Um laudo pericial da Polícia Rodoviária Federal (PRF) apontou que o ônibus de turismo envolvido no grave acidente registrado na BR-365, entre Varjão de Minas e Patos de Minas, trafegava a cerca de 110 km/h, velocidade 30 km/h acima do permitido para o trecho, que é de 80 km/h. O acidente ocorreu na manhã do dia 6 de janeiro e deixou seis pessoas mortas e 46 feridas.De acordo com o relatório técnico, a informação foi obtida por meio da análise do cronotacógrafo, equipamento que registra a velocidade do veículo.

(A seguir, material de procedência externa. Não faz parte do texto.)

//! Source Annotator - wraps variable bindings in marker calls
//!
//! A pure text-to-text transform:
//! - inserts the instrumentation header after leading comments/attributes
//! - rewrites `let <binding>;` into `annotate!(<binding>, "<ident>", line!());`
//!
//! Malformed or unrecognized input is passed through unchanged; the
//! annotator never fails.

pub mod declaration;
pub mod header;
pub mod marker;

pub use declaration::{BindingShape, DeclarationMatch, SkipReason, Skipped};
pub use marker::{render_marker_macro, write_marker_macro};

use serde::{Deserialize, Serialize};

/// Annotator settings, the `[annotator]` table of `annolink.toml`
#[derive(Debug, Clone, PartialEq, Eq, Serialize, Deserialize)]
#[serde(default)]
pub struct AnnotatorConfig {
    /// Name of the marker macro (without `!`)
    pub macro_name: String,
    /// Path written into the `include!` header line
    pub macro_path: String,
    /// Crate-level attribute enabling the intrinsic
    pub feature_line: String,
    /// Third marker argument, resolved by the compiler
    pub line_token: String,
}

impl Default for AnnotatorConfig {
    fn default() -> Self {
        Self {
            macro_name: "annotate".to_string(),
            macro_path: "annotation_macro.rs".to_string(),
            feature_line: "#![feature(link_llvm_intrinsics)]".to_string(),
            line_token: "line!()".to_string(),
        }
    }
}

/// A binding that was wrapped in a marker call
#[derive(Debug, Clone, PartialEq, Eq, Serialize)]
pub struct WrappedBinding {
    pub identifier: String,
    pub shape: String,
    /// 1-indexed line in the input text
    pub line: u32,
}

/// Output of [`SourceAnnotator::annotate_with_report`]
#[derive(Debug, Clone)]
pub struct Annotated {
    pub text: String,
    pub wrapped: Vec<WrappedBinding>,
    pub skipped: Vec<Skipped>,
    /// Input already carried the instrumentation header and was left as is
    pub already_instrumented: bool,
}

/// Rewrites source text so traceable bindings carry marker calls.
#[derive(Debug, Clone, Default)]
pub struct SourceAnnotator {
    config: AnnotatorConfig,
}

impl SourceAnnotator {
    pub fn new(config: AnnotatorConfig) -> Self {
        Self { config }
    }

    /// Instrument `source`, returning only the rewritten text
    pub fn annotate(&self, source: &str) -> String {
        self.annotate_with_report(source).text
    }

    /// Instrument `source` and report what was wrapped or skipped.
    pub fn annotate_with_report(&self, source: &str) -> Annotated {
        if self.is_instrumented(source) {
            tracing::debug!("Source already instrumented, leaving it unchanged");
            return Annotated {
                text: source.to_string(),
                wrapped: Vec::new(),
                skipped: Vec::new(),
                already_instrumented: true,
            };
        }

        let scan = declaration::scan(source);
        let mut text = String::with_capacity(source.len() + scan.matches.len() * 32);
        let mut cursor = 0;
        let mut wrapped = Vec::with_capacity(scan.matches.len());

        for decl in &scan.matches {
            text.push_str(&source[cursor..decl.start]);
            text.push_str(&self.marker_call(decl));
            cursor = decl.end;
            wrapped.push(WrappedBinding {
                identifier: decl.identifier.clone(),
                shape: decl.shape.to_string(),
                line: decl.line,
            });
        }
        text.push_str(&source[cursor..]);

        for skip in &scan.skipped {
            tracing::trace!("Skipped binding at line {}: {}", skip.line, skip.reason);
        }
        tracing::debug!("Wrapped {} bindings, skipped {}", wrapped.len(), scan.skipped.len());

        Annotated {
            text: header::insert_header(&text, &self.header_lines()),
            wrapped,
            skipped: scan.skipped,
            already_instrumented: false,
        }
    }

    /// The lines inserted at the top of every instrumented source
    pub fn header_lines(&self) -> Vec<String> {
        vec![self.config.feature_line.clone(), self.include_line()]
    }

    /// True if `source` already includes the marker macro definition
    pub fn is_instrumented(&self, source: &str) -> bool {
        let include = self.include_line();
        source.lines().any(|line| line.trim() == include)
    }

    /// Render the marker call replacing `decl`
    pub fn marker_call(&self, decl: &DeclarationMatch) -> String {
        format!(
            "{}!({}, \"{}\", {});",
            self.config.macro_name, decl.binding, decl.identifier, self.config.line_token
        )
    }

    fn include_line(&self) -> String {
        format!("include!(\"{}\");", self.config.macro_path.replace('\\', "\\\\"))
    }
}

#[cfg(test)]
mod tests {
    use super::*;

    const HEADER: &str = "#![feature(link_llvm_intrinsics)]\ninclude!(\"annotation_macro.rs\");\n";

    fn annotate(src: &str) -> String {
        SourceAnnotator::default().annotate(src)
    }

    #[test]
    fn test_wraps_each_shape_once() {
        let src = "fn main() {\n    let mut x: i32 = 5;\n    let mut n = 0;\n    let s: &str = \"a\";\n    let y = 10;\n}\n";
        let out = annotate(src);
        let expected = format!(
            "{}fn main() {{\n    annotate!(mut x: i32 = 5, \"x\", line!());\n    annotate!(mut n = 0, \"n\", line!());\n    annotate!(s: &str = \"a\", \"s\", line!());\n    annotate!(y = 10, \"y\", line!());\n}}\n",
            HEADER
        );
        assert_eq!(out, expected);
        assert_eq!(out.matches("annotate!(").count(), 4);
    }

    #[test]
    fn test_exclusions_are_untouched() {
        let src = "fn f(opt: Option<u8>) {\n    if let Some(y) = opt { drop(y); }\n    let _ = compute();\n    while let x = next() { break; }\n}\n";
        let out = annotate(src);
        assert_eq!(out, format!("{}{}", HEADER, src));
    }

    #[test]
    fn test_header_once_after_leading_comments() {
        let src = "// demo\n#![allow(unused)]\nfn main() { let a = 1; }\n";
        let out = annotate(src);
        assert_eq!(
            out,
            "// demo\n#![allow(unused)]\n#![feature(link_llvm_intrinsics)]\ninclude!(\"annotation_macro.rs\");\nfn main() { annotate!(a = 1, \"a\", line!()); }\n"
        );
        assert_eq!(out.matches("#![feature(link_llvm_intrinsics)]").count(), 1);
    }

    #[test]
    fn test_reapplication_is_guarded() {
        let once = annotate("let y = 10;\n");
        let twice = SourceAnnotator::default().annotate_with_report(&once);
        assert!(twice.already_instrumented);
        assert_eq!(twice.text, once);
    }

    #[test]
    fn test_deterministic() {
        let src = "let a = vec![1; 3];\nlet b: u8 = a[0];\n";
        assert_eq!(annotate(src), annotate(src));
    }

    #[test]
    fn test_nested_terminator_kept_inside_call() {
        let out = annotate("let v = vec![1; 3];\n");
        assert!(out.ends_with("annotate!(v = vec![1; 3], \"v\", line!());\n"));
    }

    #[test]
    fn test_report_lists_wrapped_and_skipped() {
        let report = SourceAnnotator::default().annotate_with_report("let y = 10;\nlet _ = foo();");
        assert_eq!(
            report.wrapped,
            vec![WrappedBinding { identifier: "y".into(), shape: "immutable".into(), line: 1 }]
        );
        assert_eq!(report.skipped.len(), 1);
        assert_eq!(report.skipped[0].reason, SkipReason::Discard);
        assert!(report.text.ends_with("annotate!(y = 10, \"y\", line!());\nlet _ = foo();"));
    }

    #[test]
    fn test_non_ascii_identifier_is_wrapped() {
        let report = SourceAnnotator::default().annotate_with_report("let café = 1;\n");
        assert_eq!(report.wrapped.len(), 1);
        assert_eq!(report.wrapped[0].identifier, "café");
        assert!(report.text.ends_with("annotate!(café = 1, \"café\", line!());\n"));
    }

    #[test]
    fn test_type_with_equals_is_kept_verbatim() {
        let out = annotate("let it: Box<dyn Iterator<Item = u8>> = Box::new(v);\n");
        assert!(out.ends_with(
            "annotate!(it: Box<dyn Iterator<Item = u8>> = Box::new(v), \"it\", line!());\n"
        ));
    }

    #[test]
    fn test_custom_config() {
        let annotator = SourceAnnotator::new(AnnotatorConfig {
            macro_name: "trace_var".into(),
            macro_path: "/opt/marker.rs".into(),
            ..AnnotatorConfig::default()
        });
        let out = annotator.annotate("let z = 1;");
        assert!(out.contains("include!(\"/opt/marker.rs\");"));
        assert!(out.ends_with("trace_var!(z = 1, \"z\", line!());"));
    }
}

O excesso de velocidade, aliado às condições da pista molhada devido à chuva, teria contribuído para a perda de controle do ônibus e, consequentemente, para o capotamento.O coletivo transportava 52 pessoas, sendo 50 passageiros e dois motoristas, que retornavam de uma excursão de Réveillon em Salvador (BA) com destino a Uberlândia (MG). Cinco vítimas morreram no local, enquanto uma sexta chegou a ser socorrida, mas não resistiu aos ferimentos após atendimento médico.
Equipes do Corpo de Bombeiros, do Samu e da concessionária responsável pela rodovia atuaram no resgate das vítimas, muitas delas com fraturas, traumatismos e escoriações. A rodovia precisou ser parcialmente interditada durante o atendimento e os trabalhos de perícia.O laudo também identificou irregularidades no transporte, como o fato de o motorista estar com o curso obrigatório para transporte de passageiros vencido e o ônibus não possuir Licença de Viagem exigida pela Agência Nacional de Transportes Terrestres (ANTT).
Apesar disso, o veículo apresentava Certificado de Segurança Veicular válido.Com base nas conclusões preliminares, foi registrado um boletim de ocorrência por homicídio culposo, quando não há intenção de matar. A Polícia Civil de Minas Gerais segue investigando o caso para apurar responsabilidades criminais e administrativas.
O acidente reacende o alerta sobre a importância da fiscalização rigorosa e do cumprimento das normas de segurança no transporte rodoviário de passageiros, especialmente em viagens de longa distância.